The Obama administration insists that it is safe to admit 10,000 Syrian refugees because we have “very extensive screening procedures” in place. “It involves our intelligence community, our national counterterrorism center, extensive interviews, vetting them against all the available information,” deputy national security adviser Ben Rhodes recently declared.

He left out one fact: Those screening procedures are so broken that, State Department records show, they let in more than four times as many suspected terrorists as they keep out.

The State Department admitted to Congress last week that it had revoked the visas of 9,500 individuals since 2001 who were believed to have either engaged in terrorist activities or were associated with a terrorist organization. Think about what that means: Nearly 10,000 people considered too dangerous to enter the United States because of suspected terrorist activity or association were mistakenly granted visas to lawfully enter the country. They successfully penetrated our defenses, beat our screening system and got their hands on U.S. visas.

Worse still, after officials caught their mistake and revoked the visas after the fact, they lost track of the visa holders. Jason Chaffetz (R-Utah), chairman of the House Committee on Oversight and Government Reform, pressed Michele Thoren Bond, assistant secretary for the Bureau of Consular Affairs, to explain what had happened to the 9,500. She replied: “I don’t know.”

We don’t know where these 9,500 individuals are, or how many of them — if any — are in the United States today.

That’s bad enough. But the story gets worse.

An examination of State Department records by American Enterprise Institute researcher Justin Lang found that since 2001, the State Department had denied visas to just 2,231 individuals because the applicant was suspected of terrorist ties or activity. Yet during that same period, the State Department granted U.S. visas to 9,500 people who it later figured out posed a terrorist threat — and had to go back and retroactively revoke those individuals’ visas.
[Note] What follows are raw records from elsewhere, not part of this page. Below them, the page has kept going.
//! Domain models for the Algae Bloom Risk Platform

mod hotspot;
mod observation;
mod prediction;
mod severity;
mod weather;

pub use hotspot::*;
pub use observation::*;
pub use prediction::*;
pub use severity::*;
pub use weather::*;
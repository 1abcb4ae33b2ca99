//! Route definitions for the Algae Bloom Risk Platform

use axum::{
    routing::{get, post},
    Router,
};

use crate::{handlers, AppState};

/// Create API routes
pub fn api_routes() -> Router<AppState> {
    Router::new()
        .route("/health", get(handlers::health_check))
        // Severity model
        .route("/predictions", post(handlers::predict))
        // Raw observations
        .route("/observations", get(handlers::list_by_region_and_date))
        // Recurring bloom stations
        .nest("/hotspots", hotspot_routes())
        // Narrative summaries
        .nest("/summaries", summary_routes())
}

fn hotspot_routes() -> Router<AppState> {
    Router::new()
        .route("/", get(handlers::list_hotspots))
        .route("/nearest", get(handlers::nearest_station))
}

fn summary_routes() -> Router<AppState> {
    Router::new()
        .route("/weekly", get(handlers::weekly_bulletin))
        .route("/local", get(handlers::local_analysis))
}
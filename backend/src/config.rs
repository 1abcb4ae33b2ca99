//! Configuration management for the Algae Bloom Risk Platform
//!
//! Supports hierarchical configuration loading:
//! 1. Default values in code
//! 2. Configuration files (config/development.toml, config/production.toml)
//! 3. Environment variable overrides with BLOOM__ prefix

use std::path::PathBuf;

use config::{ConfigError, Environment, File};
use serde::Deserialize;

/// Main application configuration
#[derive(Debug, Deserialize, Clone)]
pub struct Config {
    /// Current environment (development, production)
    pub environment: String,

    /// Directory holding the raw `HavaintoNN.csv` survey exports
    pub data_directory: PathBuf,

    /// File name prefix of the survey exports (matched case-insensitively)
    pub file_prefix: String,

    /// Trained classifier artifact
    pub model_path: PathBuf,

    /// Weather-enriched training corpus
    pub enriched_corpus_path: PathBuf,

    /// Per-day weather behind each enriched row, for auditing
    pub daily_weather_path: PathBuf,

    /// Length of the trailing weather window in days
    pub weather_window_days: u32,

    /// Number of nearby stations averaged for month-typical weather
    pub nearest_neighbor_k: usize,

    /// Server configuration
    pub server: ServerConfig,

    /// Database configuration
    pub database: DatabaseConfig,

    /// Weather archive configuration
    pub weather: WeatherConfig,

    /// Classifier training configuration
    pub training: TrainingConfig,

    /// Narrative summary configuration
    pub summarizer: SummarizerConfig,
}

#[derive(Debug, Deserialize, Clone)]
pub struct ServerConfig {
    /// Server port
    pub port: u16,

    /// Server host
    pub host: String,
}

#[derive(Debug, Deserialize, Clone)]
pub struct DatabaseConfig {
    /// PostgreSQL connection URL. Observations are served from memory when unset.
    pub url: Option<String>,

    /// Maximum number of connections in the pool
    pub max_connections: u32,

    /// Minimum number of connections in the pool
    pub min_connections: u32,
}

#[derive(Debug, Deserialize, Clone)]
pub struct WeatherConfig {
    /// Historical weather archive endpoint
    pub archive_url: String,

    /// Per-request timeout in seconds
    pub timeout_secs: u64,

    /// Pause between consecutive archive requests in milliseconds
    pub request_delay_ms: u64,
}

#[derive(Debug, Deserialize, Clone)]
pub struct TrainingConfig {
    /// Seed for the stratified split
    pub seed: u64,

    /// Boosting rounds
    pub n_estimators: usize,

    /// Shrinkage applied to every tree
    pub learning_rate: f64,

    /// Maximum tree depth
    pub max_depth: usize,

    /// Minimum hessian sum in a leaf
    pub min_child_weight: f64,

    /// L2 regularization on leaf weights
    pub lambda: f64,
}

#[derive(Debug, Deserialize, Clone)]
pub struct SummarizerConfig {
    /// Text generation endpoint
    pub endpoint: String,

    /// Model name
    pub model: String,

    /// API key. Summaries are reported as unavailable when unset.
    pub api_key: Option<String>,

    /// Sampling temperature
    pub temperature: f32,

    /// Request timeout in seconds
    pub timeout_secs: u64,
}

impl Config {
    /// Load configuration from files and environment variables
    pub fn load() -> Result<Self, ConfigError> {
        let environment =
            std::env::var("BLOOM_ENVIRONMENT").unwrap_or_else(|_| "development".into());

        let config = Self::builder_with_defaults(&environment)?
            // Load environment-specific config file
            .add_source(File::with_name(&format!("config/{}", environment)).required(false))
            // Override with environment variables (BLOOM__ prefix)
            .add_source(
                Environment::with_prefix("BLOOM")
                    .prefix_separator("__")
                    .separator("__")
                    .try_parsing(true),
            )
            .build()?;

        config.try_deserialize()
    }

    /// Configuration made of defaults only, ignoring files and environment
    pub fn defaults() -> Result<Self, ConfigError> {
        Self::builder_with_defaults("development")?
            .build()?
            .try_deserialize()
    }

    fn builder_with_defaults(
        environment: &str,
    ) -> Result<config::ConfigBuilder<config::builder::DefaultState>, ConfigError> {
        config::Config::builder()
            .set_default("environment", environment)?
            .set_default("data_directory", "data")?
            .set_default("file_prefix", "Havainto")?
            .set_default("model_path", "data/severity_model.json")?
            .set_default("enriched_corpus_path", "data/enriched_observations.csv")?
            .set_default("daily_weather_path", "data/daily_weather_audit.csv")?
            .set_default("weather_window_days", 7)?
            .set_default("nearest_neighbor_k", 5)?
            .set_default("server.port", 3000)?
            .set_default("server.host", "0.0.0.0")?
            .set_default("database.max_connections", 10)?
            .set_default("database.min_connections", 2)?
            .set_default("weather.archive_url", "https://archive-api.open-meteo.com/v1/archive")?
            .set_default("weather.timeout_secs", 20)?
            .set_default("weather.request_delay_ms", 100)?
            .set_default("training.seed", 42)?
            .set_default("training.n_estimators", 500)?
            .set_default("training.learning_rate", 0.05)?
            .set_default("training.max_depth", 6)?
            .set_default("training.min_child_weight", 1.0)?
            .set_default("training.lambda", 1.0)?
            .set_default(
                "summarizer.endpoint",
                "https://generativelanguage.googleapis.com/v1beta/models",
            )?
            .set_default("summarizer.model", "gemini-2.5-flash")?
            .set_default("summarizer.temperature", 0.2)?
            .set_default("summarizer.timeout_secs", 60)
    }
}

impl Default for ServerConfig {
    fn default() -> Self {
        Self {
            port: 3000,
            host: "0.0.0.0".to_string(),
        }
    }
}

#[cfg(test)]
mod tests {
    use super::*;

    #[test]
    fn test_defaults_match_pipeline_constants() {
        let config = Config::defaults().unwrap();
        assert_eq!(config.weather_window_days, 7);
        assert_eq!(config.nearest_neighbor_k, 5);
        assert_eq!(config.weather.timeout_secs, 20);
        assert_eq!(config.training.seed, 42);
        assert_eq!(config.training.n_estimators, 500);
        assert!(config.database.url.is_none());
        assert!(config.summarizer.api_key.is_none());
        assert_eq!(config.file_prefix, "Havainto");
    }
}
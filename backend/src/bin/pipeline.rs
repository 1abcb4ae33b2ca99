//! `bloom-pipeline` binary: offline steps of the algae bloom pipeline.
//!
//! # Usage
//!
//! ```bash
//! bloom-pipeline enrich            # ingest exports and attach weather
//! bloom-pipeline train             # fit the severity classifier
//! bloom-pipeline import            # load exports into PostgreSQL
//! bloom-pipeline hotspots --output data/hotspots.csv
//! ```

use std::{path::PathBuf, time::Duration};

use algae_bloom_backend::{
    external::OpenMeteoArchiveClient,
    services::{
        corpus::{read_corpus, write_corpus, write_daily_audit},
        hotspot, MemoryObservationStore, ObservationStore, PgObservationStore, RecordIngestor,
        SeverityClassifier, WeatherEnricher,
    },
    Config,
};
use anyhow::{bail, Context};
use clap::{Parser, Subcommand};
use sqlx::postgres::PgPoolOptions;
use tracing::{info, warn};
use tracing_subscriber::{layer::SubscriberExt, util::SubscriberInitExt};

/// Command-line arguments for the pipeline binary.
#[derive(Parser, Debug)]
#[command(
    name = "bloom-pipeline",
    version,
    about = "Algae bloom ingestion, enrichment and training pipeline",
    long_about = None
)]
struct Args {
    /// Override the directory holding the survey exports.
    #[arg(long, value_name = "DIR", global = true)]
    data_dir: Option<PathBuf>,

    /// Override the model artifact path.
    #[arg(long, value_name = "FILE", global = true)]
    model: Option<PathBuf>,

    /// Override the enriched corpus path.
    #[arg(long, value_name = "FILE", global = true)]
    corpus: Option<PathBuf>,

    #[command(subcommand)]
    command: Command,
}

#[derive(Subcommand, Debug)]
enum Command {
    /// Ingest survey exports and attach trailing weather windows
    Enrich {
        /// Refetch weather even when an enriched corpus already exists
        #[arg(long, default_value_t = false)]
        force: bool,
    },
    /// Train the severity classifier on the enriched corpus
    Train,
    /// Ingest survey exports into the configured database
    Import,
    /// Score stations by bloom recurrence
    Hotspots {
        /// Write the full report as CSV
        #[arg(long, value_name = "FILE")]
        output: Option<PathBuf>,

        /// Rows printed to the log
        #[arg(long, default_value_t = 10)]
        top: usize,
    },
}

#[tokio::main]
async fn main() -> anyhow::Result<()> {
    tracing_subscriber::registry()
        .with(
            tracing_subscriber::EnvFilter::try_from_default_env()
                .unwrap_or_else(|_| "bloom_pipeline=info,algae_bloom_backend=info,sqlx=warn".into()),
        )
        .with(tracing_subscriber::fmt::layer().with_target(false))
        .init();

    let args = Args::parse();

    dotenvy::dotenv().ok();
    let mut config = Config::load().context("failed to load configuration")?;

    // Apply CLI overrides.
    if let Some(dir) = args.data_dir {
        config.data_directory = dir;
    }
    if let Some(path) = args.model {
        config.model_path = path;
    }
    if let Some(path) = args.corpus {
        config.enriched_corpus_path = path;
    }

    match args.command {
        Command::Enrich { force } => enrich(&config, force).await,
        Command::Train => train(&config),
        Command::Import => import(&config).await,
        Command::Hotspots { output, top } => hotspots(&config, output, top).await,
    }
}

async fn enrich(config: &Config, force: bool) -> anyhow::Result<()> {
    if !force && config.enriched_corpus_path.exists() {
        let corpus = read_corpus(&config.enriched_corpus_path)?;
        let enriched = corpus.iter().filter(|r| r.is_enriched()).count();
        info!(
            "Reusing {} ({} rows, {} with weather); pass --force to refetch",
            config.enriched_corpus_path.display(),
            corpus.len(),
            enriched
        );
        return Ok(());
    }

    let report = RecordIngestor::from_config(config).ingest()?;
    info!(
        "Ingested {} rows from {} files ({} rows dropped, {} files skipped)",
        report.records.len(),
        report.files_read.len(),
        report.rows_dropped,
        report.files_skipped.len()
    );

    let client = OpenMeteoArchiveClient::new(&config.weather)?;
    let enricher = WeatherEnricher::new(
        &client,
        config.weather_window_days,
        Duration::from_millis(config.weather.request_delay_ms),
    );
    let outcome = enricher.enrich_all(report.records).await;
    if outcome.failed > 0 {
        warn!("{} observations kept without weather", outcome.failed);
    }

    write_corpus(&config.enriched_corpus_path, &outcome.records)?;
    let audit_rows = write_daily_audit(&config.daily_weather_path, &outcome.records)?;

    info!(
        "Wrote {} and {} daily rows to {}",
        config.enriched_corpus_path.display(),
        audit_rows,
        config.daily_weather_path.display()
    );
    Ok(())
}

fn train(config: &Config) -> anyhow::Result<()> {
    let corpus = read_corpus(&config.enriched_corpus_path).with_context(|| {
        format!(
            "cannot read {}; run `bloom-pipeline enrich` first",
            config.enriched_corpus_path.display()
        )
    })?;

    let classifier = SeverityClassifier::train(&corpus, &config.training)?;
    let metrics = classifier.metrics();

    info!(
        "Split: {} train / {} validation / {} test rows",
        metrics.train_rows, metrics.validation_rows, metrics.test_rows
    );
    info!("  class counts       : {:?}", metrics.class_counts);
    if let Some(acc) = metrics.validation_accuracy {
        info!("  validation accuracy: {:.3}", acc);
    }
    if let Some(acc) = metrics.test_accuracy {
        info!("  test accuracy      : {:.3}", acc);
    }

    classifier.save(&config.model_path)?;
    info!("Model written to {}", config.model_path.display());
    Ok(())
}

async fn import(config: &Config) -> anyhow::Result<()> {
    let Some(url) = &config.database.url else {
        bail!("database.url is not configured; set BLOOM__DATABASE__URL");
    };

    let pool = PgPoolOptions::new()
        .max_connections(config.database.max_connections)
        .acquire_timeout(Duration::from_secs(30))
        .connect(url)
        .await?;
    sqlx::migrate!("./migrations").run(&pool).await?;

    let report = RecordIngestor::from_config(config).ingest()?;
    let store = PgObservationStore::new(pool);
    let stored = store.insert_many(&report.records).await?;

    info!("Imported {} observations", stored);
    Ok(())
}

async fn hotspots(config: &Config, output: Option<PathBuf>, top: usize) -> anyhow::Result<()> {
    let report = RecordIngestor::from_config(config).ingest()?;
    let store = MemoryObservationStore::new(report.records);
    let report = hotspot::build_report(&store).await?;

    for station in report.stations.iter().take(top) {
        info!(
            "{:<50} risk {:>3}  problem years {:>2}  latest {}{}",
            station.station,
            station.risk_number,
            station.problem_years,
            station.latest_year_max,
            if station.is_hotspot { "  HOTSPOT" } else { "" }
        );
    }

    if let Some(path) = output {
        hotspot::write_csv(&path, &report)?;
        info!("Report written to {}", path.display());
    }
    Ok(())
}
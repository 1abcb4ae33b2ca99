//! Gradient-boosted regression trees with a softmax objective.
//!
//! Each boosting round fits one regression tree per class to the first and
//! second derivatives of the multi-class log loss. Leaf weights are the
//! Newton step `-G / (H + lambda)`; splits maximize the matching
//! structure-score gain. Prediction sums the initial class scores and every
//! tree's output scaled by the learning rate, then applies softmax.
//!
//! Training is exact greedy: every feature is presorted once, and each split
//! partitions the presorted lists so the order never has to be recomputed.

use serde::{Deserialize, Serialize};

/// Hessians are clamped to this to keep leaf weights bounded
const MIN_HESSIAN: f64 = 1e-6;

/// Smallest gain accepted for a split
const MIN_SPLIT_GAIN: f64 = 1e-12;

/// Training settings
#[derive(Debug, Clone, PartialEq, Serialize, Deserialize)]
pub struct BoostingParams {
    pub n_estimators: usize,
    pub learning_rate: f64,
    pub max_depth: usize,
    pub min_child_weight: f64,
    pub lambda: f64,
}

impl Default for BoostingParams {
    fn default() -> Self {
        Self {
            n_estimators: 500,
            learning_rate: 0.05,
            max_depth: 6,
            min_child_weight: 1.0,
            lambda: 1.0,
        }
    }
}

/// Node in a regression tree.
#[derive(Debug, Clone, PartialEq, Serialize, Deserialize)]
pub struct TreeNode {
    /// Feature index to split on (negative = leaf node).
    pub feature: i32,
    /// Split threshold; samples with `value <= threshold` go left.
    pub threshold: f64,
    pub left_child: i32,
    pub right_child: i32,
    /// Leaf weight
    pub value: f64,
}

impl TreeNode {
    fn leaf(value: f64) -> Self {
        Self {
            feature: -1,
            threshold: 0.0,
            left_child: -1,
            right_child: -1,
            value,
        }
    }

    fn is_leaf(&self) -> bool {
        self.feature < 0
    }
}

/// Regression tree stored as a flat node list, root first
#[derive(Debug, Clone, PartialEq, Serialize, Deserialize)]
pub struct RegressionTree {
    nodes: Vec<TreeNode>,
}

impl RegressionTree {
    pub fn nodes(&self) -> &[TreeNode] {
        &self.nodes
    }

    /// Leaf weight for a single sample
    pub fn predict(&self, features: &[f64]) -> f64 {
        let mut idx = 0usize;
        while let Some(node) = self.nodes.get(idx) {
            if node.is_leaf() {
                return node.value;
            }
            let value = features.get(node.feature as usize).copied().unwrap_or(0.0);
            let next = if value <= node.threshold {
                node.left_child
            } else {
                node.right_child
            };
            idx = match usize::try_from(next) {
                Ok(next) => next,
                Err(_) => return 0.0,
            };
        }
        0.0
    }

    /// Check that the node list forms a tree over `n_features` inputs.
    ///
    /// Children always come after their parent, which also rules out cycles.
    pub fn validate(&self, n_features: usize) -> Result<(), String> {
        if self.nodes.is_empty() {
            return Err("empty tree".into());
        }
        for (i, node) in self.nodes.iter().enumerate() {
            if node.is_leaf() {
                if !node.value.is_finite() {
                    return Err(format!("node {} has a non-finite leaf value", i));
                }
                continue;
            }
            if node.feature as usize >= n_features {
                return Err(format!("node {} splits on unknown feature {}", i, node.feature));
            }
            for child in [node.left_child, node.right_child] {
                let in_range = usize::try_from(child)
                    .map(|c| c > i && c < self.nodes.len())
                    .unwrap_or(false);
                if !in_range {
                    return Err(format!("node {} has invalid child {}", i, child));
                }
            }
        }
        Ok(())
    }
}

/// Numerically stable softmax
pub fn softmax(scores: &[f64]) -> Vec<f64> {
    let max = scores.iter().copied().fold(f64::NEG_INFINITY, f64::max);
    let exps: Vec<f64> = scores.iter().map(|s| (s - max).exp()).collect();
    let total: f64 = exps.iter().sum();
    exps.into_iter().map(|e| e / total).collect()
}

/// Multi-class boosted ensemble
#[derive(Debug, Clone, PartialEq, Serialize, Deserialize)]
pub struct SoftmaxBooster {
    pub n_classes: usize,
    pub n_features: usize,
    pub learning_rate: f64,
    /// Log class priors the trees correct
    pub initial_scores: Vec<f64>,
    /// One tree per class for every round
    pub rounds: Vec<Vec<RegressionTree>>,
}

impl SoftmaxBooster {
    /// Fit to `rows` labelled with class indices in `0..n_classes`
    pub fn fit(
        rows: &[Vec<f64>],
        labels: &[usize],
        n_classes: usize,
        params: &BoostingParams,
    ) -> Result<Self, String> {
        if rows.is_empty() {
            return Err("no training rows".into());
        }
        if rows.len() != labels.len() {
            return Err("rows and labels differ in length".into());
        }
        if let Some(bad) = labels.iter().find(|&&l| l >= n_classes) {
            return Err(format!("label {} outside 0..{}", bad, n_classes));
        }
        let n_features = rows[0].len();
        if rows.iter().any(|r| r.len() != n_features) {
            return Err("rows differ in width".into());
        }

        let n = rows.len();
        let mut counts = vec![0usize; n_classes];
        for &label in labels {
            counts[label] += 1;
        }
        let initial_scores: Vec<f64> = counts
            .iter()
            .map(|&c| ((c as f64 + 1.0) / (n as f64 + n_classes as f64)).ln())
            .collect();

        let presorted: Vec<Vec<usize>> = (0..n_features)
            .map(|f| {
                let mut order: Vec<usize> = (0..n).collect();
                order.sort_by(|&a, &b| rows[a][f].total_cmp(&rows[b][f]));
                order
            })
            .collect();

        let mut scores: Vec<Vec<f64>> = vec![initial_scores.clone(); n];
        let mut rounds = Vec::with_capacity(params.n_estimators);
        let mut grad = vec![0.0; n];
        let mut hess = vec![0.0; n];
        let mut goes_left = vec![false; n];

        for _ in 0..params.n_estimators {
            let probs: Vec<Vec<f64>> = scores.iter().map(|s| softmax(s)).collect();
            let mut trees = Vec::with_capacity(n_classes);

            for class in 0..n_classes {
                for i in 0..n {
                    let p = probs[i][class];
                    let y = if labels[i] == class { 1.0 } else { 0.0 };
                    grad[i] = p - y;
                    hess[i] = (p * (1.0 - p)).max(MIN_HESSIAN);
                }

                let mut builder = TreeBuilder {
                    rows,
                    grad: &grad,
                    hess: &hess,
                    params,
                    goes_left: &mut goes_left,
                    nodes: Vec::new(),
                };
                builder.grow(presorted.clone(), 0);
                trees.push(RegressionTree {
                    nodes: builder.nodes,
                });
            }

            for (i, row) in rows.iter().enumerate() {
                for (class, tree) in trees.iter().enumerate() {
                    scores[i][class] += params.learning_rate * tree.predict(row);
                }
            }
            rounds.push(trees);
        }

        Ok(Self {
            n_classes,
            n_features,
            learning_rate: params.learning_rate,
            initial_scores,
            rounds,
        })
    }

    /// Summed class scores before softmax
    pub fn raw_scores(&self, features: &[f64]) -> Vec<f64> {
        let mut scores = self.initial_scores.clone();
        for trees in &self.rounds {
            for (score, tree) in scores.iter_mut().zip(trees) {
                *score += self.learning_rate * tree.predict(features);
            }
        }
        scores
    }

    /// Class probabilities, summing to 1
    pub fn predict_proba(&self, features: &[f64]) -> Vec<f64> {
        softmax(&self.raw_scores(features))
    }

    /// Most probable class
    pub fn predict(&self, features: &[f64]) -> usize {
        argmax(&self.predict_proba(features))
    }

    pub fn n_estimators(&self) -> usize {
        self.rounds.len()
    }

    /// Structural check for an ensemble read from disk
    pub fn validate(&self) -> Result<(), String> {
        if self.initial_scores.len() != self.n_classes {
            return Err(format!(
                "{} initial scores for {} classes",
                self.initial_scores.len(),
                self.n_classes
            ));
        }
        for (r, trees) in self.rounds.iter().enumerate() {
            if trees.len() != self.n_classes {
                return Err(format!("round {} has {} trees", r, trees.len()));
            }
            for tree in trees {
                tree.validate(self.n_features)
                    .map_err(|e| format!("round {}: {}", r, e))?;
            }
        }
        Ok(())
    }
}

/// Index of the largest value; the first one wins ties
pub fn argmax(values: &[f64]) -> usize {
    values
        .iter()
        .enumerate()
        .fold((0, f64::NEG_INFINITY), |(best, best_v), (i, &v)| {
            if v > best_v {
                (i, v)
            } else {
                (best, best_v)
            }
        })
        .0
}

// ============================================================================
// Tree growing
// ============================================================================

struct Split {
    feature: usize,
    threshold: f64,
    gain: f64,
}

struct TreeBuilder<'a> {
    rows: &'a [Vec<f64>],
    grad: &'a [f64],
    hess: &'a [f64],
    params: &'a BoostingParams,
    goes_left: &'a mut Vec<bool>,
    nodes: Vec<TreeNode>,
}

impl TreeBuilder<'_> {
    /// Grow a subtree over `samples` (the node's members sorted by each
    /// feature) and return its root index
    fn grow(&mut self, samples: Vec<Vec<usize>>, depth: usize) -> i32 {
        let members = &samples[0];
        let g: f64 = members.iter().map(|&i| self.grad[i]).sum();
        let h: f64 = members.iter().map(|&i| self.hess[i]).sum();
        let lambda = self.params.lambda;

        let index = self.nodes.len();
        self.nodes.push(TreeNode::leaf(-g / (h + lambda)));

        if depth >= self.params.max_depth || members.len() < 2 {
            return index as i32;
        }

        let Some(split) = self.best_split(&samples, g, h) else {
            return index as i32;
        };

        for &i in members {
            self.goes_left[i] = self.rows[i][split.feature] <= split.threshold;
        }
        let (left, right): (Vec<Vec<usize>>, Vec<Vec<usize>>) = samples
            .into_iter()
            .map(|sorted| sorted.into_iter().partition::<Vec<usize>, _>(|&i| self.goes_left[i]))
            .unzip();

        let left_child = self.grow(left, depth + 1);
        let right_child = self.grow(right, depth + 1);

        self.nodes[index] = TreeNode {
            feature: split.feature as i32,
            threshold: split.threshold,
            left_child,
            right_child,
            value: 0.0,
        };
        index as i32
    }

    fn best_split(&self, samples: &[Vec<usize>], g: f64, h: f64) -> Option<Split> {
        let lambda = self.params.lambda;
        let min_child = self.params.min_child_weight;
        let parent_score = g * g / (h + lambda);
        let mut best: Option<Split> = None;

        for (feature, sorted) in samples.iter().enumerate() {
            let mut gl = 0.0;
            let mut hl = 0.0;

            for pair in sorted.windows(2) {
                let (cur, next) = (pair[0], pair[1]);
                gl += self.grad[cur];
                hl += self.hess[cur];

                let (v_cur, v_next) = (self.rows[cur][feature], self.rows[next][feature]);
                if v_next <= v_cur {
                    continue;
                }

                let (gr, hr) = (g - gl, h - hl);
                if hl < min_child || hr < min_child {
                    continue;
                }

                let gain = 0.5 * (gl * gl / (hl + lambda) + gr * gr / (hr + lambda) - parent_score);
                if gain > MIN_SPLIT_GAIN && best.as_ref().map_or(true, |b| gain > b.gain) {
                    best = Some(Split {
                        feature,
                        threshold: v_cur + (v_next - v_cur) / 2.0,
                        gain,
                    });
                }
            }
        }

        best
    }
}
The means our screening system is so bad, it let through more than four times as many suspected terrorists as it stopped. If a National Hockey League goalie let in more than four times as many goals as he blocked, he would be fired.

And let’s be clear: Those 9,500 visa revocations are just the suspected terrorists we know about. How many more terrorists are out there who also beat our screening system but officials did not figure out their mistake and revoke the visas?

I can name at least one: Tashfeen Malik. She never had her visa revoked. We learned she was a terrorist only after she and her husband massacred 14 people in San Bernardino, Calif. She beat our screening system, got into our country and carried out a terrorist attack.

So did Umar Farouk Abdulmutallab, the 2009 so-called underwear bomber who nearly blew up a plane over Detroit on Christmas Day 2009. His father walked into a U.S. embassy and reported that his son was involved with terrorists. Yet the Wall Street Journal reports that the State Department “didn’t revoke his visa after Mr. Abdulmutallab’s father alerted U.S. officials to his son’s potential radicalization.” How many more terrorist visa holders like Tashfeen Malik and Umar Farouk Abdulmutallab are out there today?…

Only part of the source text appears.